─── MATERIAL FOR THIS TASK ───
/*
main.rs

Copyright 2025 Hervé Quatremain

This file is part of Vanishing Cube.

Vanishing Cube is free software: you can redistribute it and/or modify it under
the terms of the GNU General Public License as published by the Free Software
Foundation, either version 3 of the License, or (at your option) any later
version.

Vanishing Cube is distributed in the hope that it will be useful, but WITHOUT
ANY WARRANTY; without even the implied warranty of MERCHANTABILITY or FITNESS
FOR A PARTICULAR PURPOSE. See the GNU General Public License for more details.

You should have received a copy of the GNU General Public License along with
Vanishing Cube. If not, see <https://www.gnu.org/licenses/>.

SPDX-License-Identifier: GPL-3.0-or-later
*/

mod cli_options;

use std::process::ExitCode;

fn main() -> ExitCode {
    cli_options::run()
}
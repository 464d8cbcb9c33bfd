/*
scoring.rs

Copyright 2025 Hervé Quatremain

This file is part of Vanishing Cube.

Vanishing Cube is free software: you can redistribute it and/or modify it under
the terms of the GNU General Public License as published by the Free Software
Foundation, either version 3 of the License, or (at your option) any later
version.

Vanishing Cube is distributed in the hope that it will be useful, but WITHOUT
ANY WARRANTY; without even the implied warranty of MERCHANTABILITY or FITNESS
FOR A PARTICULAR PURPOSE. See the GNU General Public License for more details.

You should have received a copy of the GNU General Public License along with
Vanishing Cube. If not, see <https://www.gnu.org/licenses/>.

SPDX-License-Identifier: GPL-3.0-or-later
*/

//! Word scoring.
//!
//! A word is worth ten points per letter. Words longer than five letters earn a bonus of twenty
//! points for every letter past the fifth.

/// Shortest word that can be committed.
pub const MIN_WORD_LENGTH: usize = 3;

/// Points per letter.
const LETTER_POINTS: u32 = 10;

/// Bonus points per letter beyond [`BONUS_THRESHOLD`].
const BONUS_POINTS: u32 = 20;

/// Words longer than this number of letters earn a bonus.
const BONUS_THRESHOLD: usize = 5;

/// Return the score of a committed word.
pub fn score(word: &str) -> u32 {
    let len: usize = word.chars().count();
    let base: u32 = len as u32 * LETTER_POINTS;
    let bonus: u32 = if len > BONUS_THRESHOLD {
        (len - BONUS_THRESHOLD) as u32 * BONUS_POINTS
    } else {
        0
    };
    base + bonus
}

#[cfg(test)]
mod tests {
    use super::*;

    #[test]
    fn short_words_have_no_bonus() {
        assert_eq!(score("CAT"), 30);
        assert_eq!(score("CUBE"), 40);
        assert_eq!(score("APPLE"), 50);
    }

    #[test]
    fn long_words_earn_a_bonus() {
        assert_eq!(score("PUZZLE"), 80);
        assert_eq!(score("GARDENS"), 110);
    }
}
───
Without altering a single character, write out every record above.

TASK RESULT:
/*
main.rs

Copyright 2025 Hervé Quatremain

This file is part of Vanishing Cube.

Vanishing Cube is free software: you can redistribute it and/or modify it under
the terms of the GNU General Public License as published by the Free Software
Foundation, either version 3 of the License, or (at your option) any later
version.

Vanishing Cube is distributed in the hope that it will be useful, but WITHOUT
ANY WARRANTY; without even the implied warranty of MERCHANTABILITY or FITNESS
FOR A PARTICULAR PURPOSE. See the GNU General Public License for more details.

You should have received a copy of the GNU General Public License along with
Vanishing Cube. If not, see <https://www.gnu.org/licenses/>.

SPDX-License-Identifier: GPL-3.0-or-later
*/

mod cli_options;

use std::process::ExitCode;

fn main() -> ExitCode {
    cli_options::run()
}
repository 464d8cbcb9c33bfd
/*
scoring.rs

Copyright 2025 Hervé Quatremain

This file is part of Vanishing Cube.

Vanishing Cube is free software: you can redistribute it and/or modify it under
the terms of the GNU General Public License as published by the Free Software
Foundation, either version 3 of the License, or (at your option) any later
version.

Vanishing Cube is distributed in the hope that it will be useful, but WITHOUT
ANY WARRANTY; without even the implied warranty of MERCHANTABILITY or FITNESS
FOR A PARTICULAR PURPOSE. See the GNU General Public License for more details.

You should have received a copy of the GNU General Public License along with
Vanishing Cube. If not, see <https://www.gnu.org/licenses/>.

SPDX-License-Identifier: GPL-3.0-or-later
*/

//! Word scoring.
//!
//! A word is worth ten points per letter. Words longer than five letters earn a bonus of twenty
//! points for every letter past the fifth.

/// Shortest word that can be committed.
pub const MIN_WORD_LENGTH: usize = 3;

/// Points per letter.
const LETTER_POINTS: u32 = 10;

/// Bonus points per letter beyond [`BONUS_THRESHOLD`].
const BONUS_POINTS: u32 = 20;

/// Words longer than this number of letters earn a bonus.
const BONUS_THRESHOLD: usize = 5;

/// Return the score of a committed word.
pub fn score(word: &str) -> u32 {
    let len: usize = word.chars().count();
    let base: u32 = len as u32 * LETTER_POINTS;
    let bonus: u32 = if len > BONUS_THRESHOLD {
        (len - BONUS_THRESHOLD) as u32 * BONUS_POINTS
    } else {
        0
    };
    base + bonus
}

#[cfg(test)]
mod tests {
    use super::*;

    #[test]
    fn short_words_have_no_bonus() {
        assert_eq!(score("CAT"), 30);
        assert_eq!(score("CUBE"), 40);
        assert_eq!(score("APPLE"), 50);
    }

    #[test]
    fn long_words_earn_a_bonus() {
        assert_eq!(score("PUZZLE"), 80);
        assert_eq!(score("GARDENS"), 110);
    }
}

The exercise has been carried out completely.